## EXERCISE OBJECTIVE
In the entries below, spot each line with the word "BrokerUri" and copy it.

DATA TO USE section start

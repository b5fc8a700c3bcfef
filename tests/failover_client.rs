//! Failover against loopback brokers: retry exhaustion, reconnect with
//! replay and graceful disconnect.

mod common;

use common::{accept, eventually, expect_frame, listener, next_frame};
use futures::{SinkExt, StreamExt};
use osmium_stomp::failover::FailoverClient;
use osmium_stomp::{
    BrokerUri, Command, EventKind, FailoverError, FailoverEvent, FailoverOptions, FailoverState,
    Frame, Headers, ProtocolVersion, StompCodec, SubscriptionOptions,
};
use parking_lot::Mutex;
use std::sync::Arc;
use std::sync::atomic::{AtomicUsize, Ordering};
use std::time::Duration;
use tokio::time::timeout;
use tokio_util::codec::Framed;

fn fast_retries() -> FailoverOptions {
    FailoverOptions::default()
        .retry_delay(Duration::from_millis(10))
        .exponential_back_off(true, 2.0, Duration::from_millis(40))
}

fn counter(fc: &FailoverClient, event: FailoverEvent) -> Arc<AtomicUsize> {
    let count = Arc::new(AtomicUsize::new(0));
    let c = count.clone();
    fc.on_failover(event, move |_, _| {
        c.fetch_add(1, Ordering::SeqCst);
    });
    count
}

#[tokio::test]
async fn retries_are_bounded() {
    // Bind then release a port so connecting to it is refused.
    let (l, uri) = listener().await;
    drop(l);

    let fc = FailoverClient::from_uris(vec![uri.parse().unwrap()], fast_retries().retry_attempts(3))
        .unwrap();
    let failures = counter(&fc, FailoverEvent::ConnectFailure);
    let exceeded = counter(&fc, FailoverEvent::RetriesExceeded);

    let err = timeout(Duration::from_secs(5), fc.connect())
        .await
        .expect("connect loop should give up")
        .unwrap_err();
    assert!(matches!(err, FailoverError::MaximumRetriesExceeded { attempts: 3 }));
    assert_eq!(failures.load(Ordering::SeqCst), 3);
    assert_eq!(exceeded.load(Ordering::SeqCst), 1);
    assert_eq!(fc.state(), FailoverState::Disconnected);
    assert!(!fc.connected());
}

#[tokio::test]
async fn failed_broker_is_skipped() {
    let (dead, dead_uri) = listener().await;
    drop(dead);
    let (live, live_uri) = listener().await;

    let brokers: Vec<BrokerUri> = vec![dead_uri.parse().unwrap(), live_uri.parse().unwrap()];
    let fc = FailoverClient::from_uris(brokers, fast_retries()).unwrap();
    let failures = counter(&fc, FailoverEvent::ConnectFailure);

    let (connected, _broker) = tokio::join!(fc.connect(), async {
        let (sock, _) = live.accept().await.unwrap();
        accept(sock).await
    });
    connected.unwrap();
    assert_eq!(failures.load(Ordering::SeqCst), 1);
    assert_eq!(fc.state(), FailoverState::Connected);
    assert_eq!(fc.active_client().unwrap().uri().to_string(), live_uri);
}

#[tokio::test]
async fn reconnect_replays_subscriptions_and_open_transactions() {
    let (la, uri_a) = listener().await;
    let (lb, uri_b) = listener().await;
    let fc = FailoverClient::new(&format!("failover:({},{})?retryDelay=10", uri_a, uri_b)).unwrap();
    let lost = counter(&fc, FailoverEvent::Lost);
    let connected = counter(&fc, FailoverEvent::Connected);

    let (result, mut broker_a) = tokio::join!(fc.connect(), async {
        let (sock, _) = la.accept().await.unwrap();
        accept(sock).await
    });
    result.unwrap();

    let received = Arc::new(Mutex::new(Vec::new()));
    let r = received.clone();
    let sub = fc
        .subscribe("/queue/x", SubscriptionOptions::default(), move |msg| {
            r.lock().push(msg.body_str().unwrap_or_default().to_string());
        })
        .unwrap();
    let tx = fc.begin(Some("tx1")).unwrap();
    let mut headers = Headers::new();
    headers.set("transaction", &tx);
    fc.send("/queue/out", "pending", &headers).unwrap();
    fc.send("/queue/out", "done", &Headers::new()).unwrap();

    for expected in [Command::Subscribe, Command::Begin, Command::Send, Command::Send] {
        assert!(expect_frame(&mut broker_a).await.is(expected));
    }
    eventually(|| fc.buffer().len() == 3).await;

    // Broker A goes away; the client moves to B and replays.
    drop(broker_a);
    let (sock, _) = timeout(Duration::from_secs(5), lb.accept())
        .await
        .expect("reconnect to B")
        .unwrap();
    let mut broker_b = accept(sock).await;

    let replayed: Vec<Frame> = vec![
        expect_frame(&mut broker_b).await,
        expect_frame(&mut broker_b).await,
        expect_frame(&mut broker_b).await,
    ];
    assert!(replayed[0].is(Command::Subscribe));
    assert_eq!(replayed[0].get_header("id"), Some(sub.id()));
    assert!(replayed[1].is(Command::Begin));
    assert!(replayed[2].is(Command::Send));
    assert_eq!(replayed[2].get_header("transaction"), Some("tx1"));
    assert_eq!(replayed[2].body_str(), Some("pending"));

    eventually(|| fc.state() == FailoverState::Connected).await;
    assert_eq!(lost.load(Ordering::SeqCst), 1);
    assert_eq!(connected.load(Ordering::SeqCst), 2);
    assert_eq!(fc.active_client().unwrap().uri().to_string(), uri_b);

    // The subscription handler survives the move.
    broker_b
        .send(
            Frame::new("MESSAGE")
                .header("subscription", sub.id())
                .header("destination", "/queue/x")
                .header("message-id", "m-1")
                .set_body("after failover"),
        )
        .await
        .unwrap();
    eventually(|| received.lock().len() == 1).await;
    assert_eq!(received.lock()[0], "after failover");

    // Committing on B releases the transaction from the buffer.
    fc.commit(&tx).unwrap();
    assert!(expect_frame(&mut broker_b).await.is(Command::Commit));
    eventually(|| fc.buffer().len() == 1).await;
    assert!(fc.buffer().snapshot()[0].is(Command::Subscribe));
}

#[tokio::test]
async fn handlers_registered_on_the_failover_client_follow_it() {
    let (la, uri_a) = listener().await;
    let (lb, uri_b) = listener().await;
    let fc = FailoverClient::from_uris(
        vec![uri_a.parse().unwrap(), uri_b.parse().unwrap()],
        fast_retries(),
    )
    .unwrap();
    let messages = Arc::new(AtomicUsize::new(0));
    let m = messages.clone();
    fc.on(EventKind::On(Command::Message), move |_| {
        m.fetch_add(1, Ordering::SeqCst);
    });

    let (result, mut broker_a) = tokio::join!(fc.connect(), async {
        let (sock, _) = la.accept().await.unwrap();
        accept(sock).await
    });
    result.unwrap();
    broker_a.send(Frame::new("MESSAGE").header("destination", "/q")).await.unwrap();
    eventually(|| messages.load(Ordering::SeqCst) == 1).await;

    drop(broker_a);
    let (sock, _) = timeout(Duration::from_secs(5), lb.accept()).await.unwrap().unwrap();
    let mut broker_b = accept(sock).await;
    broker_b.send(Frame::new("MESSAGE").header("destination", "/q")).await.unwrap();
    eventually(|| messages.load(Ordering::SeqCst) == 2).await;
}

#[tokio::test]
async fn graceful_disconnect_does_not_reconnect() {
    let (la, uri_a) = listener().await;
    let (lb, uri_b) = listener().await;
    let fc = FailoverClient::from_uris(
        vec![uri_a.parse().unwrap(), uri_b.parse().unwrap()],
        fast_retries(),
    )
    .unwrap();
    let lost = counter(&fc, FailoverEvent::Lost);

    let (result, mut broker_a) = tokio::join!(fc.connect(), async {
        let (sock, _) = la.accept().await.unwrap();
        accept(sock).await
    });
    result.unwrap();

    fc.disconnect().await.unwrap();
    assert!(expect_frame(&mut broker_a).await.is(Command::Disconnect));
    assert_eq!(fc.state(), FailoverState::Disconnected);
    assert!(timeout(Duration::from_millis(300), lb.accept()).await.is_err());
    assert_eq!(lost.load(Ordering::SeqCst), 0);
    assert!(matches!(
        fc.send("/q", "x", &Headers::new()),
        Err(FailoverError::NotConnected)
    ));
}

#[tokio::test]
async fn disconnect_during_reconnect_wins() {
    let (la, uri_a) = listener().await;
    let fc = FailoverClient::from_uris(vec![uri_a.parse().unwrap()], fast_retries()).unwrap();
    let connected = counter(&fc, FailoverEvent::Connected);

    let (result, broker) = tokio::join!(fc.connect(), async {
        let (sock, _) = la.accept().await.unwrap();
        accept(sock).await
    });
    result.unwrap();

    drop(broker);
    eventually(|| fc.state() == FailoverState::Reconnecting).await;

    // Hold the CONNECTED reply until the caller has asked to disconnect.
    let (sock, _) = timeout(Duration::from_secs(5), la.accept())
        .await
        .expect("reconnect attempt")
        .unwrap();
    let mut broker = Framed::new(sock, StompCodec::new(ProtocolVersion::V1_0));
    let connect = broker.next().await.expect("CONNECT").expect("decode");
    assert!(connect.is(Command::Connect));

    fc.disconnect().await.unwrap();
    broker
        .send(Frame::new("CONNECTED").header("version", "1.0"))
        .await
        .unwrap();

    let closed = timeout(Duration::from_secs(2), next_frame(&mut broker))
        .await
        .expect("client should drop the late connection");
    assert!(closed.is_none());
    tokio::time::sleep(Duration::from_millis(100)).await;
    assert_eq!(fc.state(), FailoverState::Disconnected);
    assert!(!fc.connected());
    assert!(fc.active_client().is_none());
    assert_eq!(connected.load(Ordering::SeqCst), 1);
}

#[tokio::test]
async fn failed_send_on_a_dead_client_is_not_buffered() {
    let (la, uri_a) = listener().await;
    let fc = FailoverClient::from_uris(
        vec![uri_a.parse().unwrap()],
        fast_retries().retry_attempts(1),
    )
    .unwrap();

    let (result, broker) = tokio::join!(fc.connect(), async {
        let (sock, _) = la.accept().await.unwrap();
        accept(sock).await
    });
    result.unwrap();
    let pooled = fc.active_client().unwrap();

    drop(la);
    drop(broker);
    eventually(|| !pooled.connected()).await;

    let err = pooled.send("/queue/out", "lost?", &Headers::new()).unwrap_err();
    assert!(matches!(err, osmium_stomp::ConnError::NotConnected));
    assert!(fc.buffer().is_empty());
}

DATA TO USE section end

## EXERCISE ANSWER
    BrokerUri, Command, EventKind, FailoverError, FailoverEvent, FailoverOptions, FailoverState,
    let brokers: Vec<BrokerUri> = vec![dead_uri.parse().unwrap(), live_uri.parse().unwrap()];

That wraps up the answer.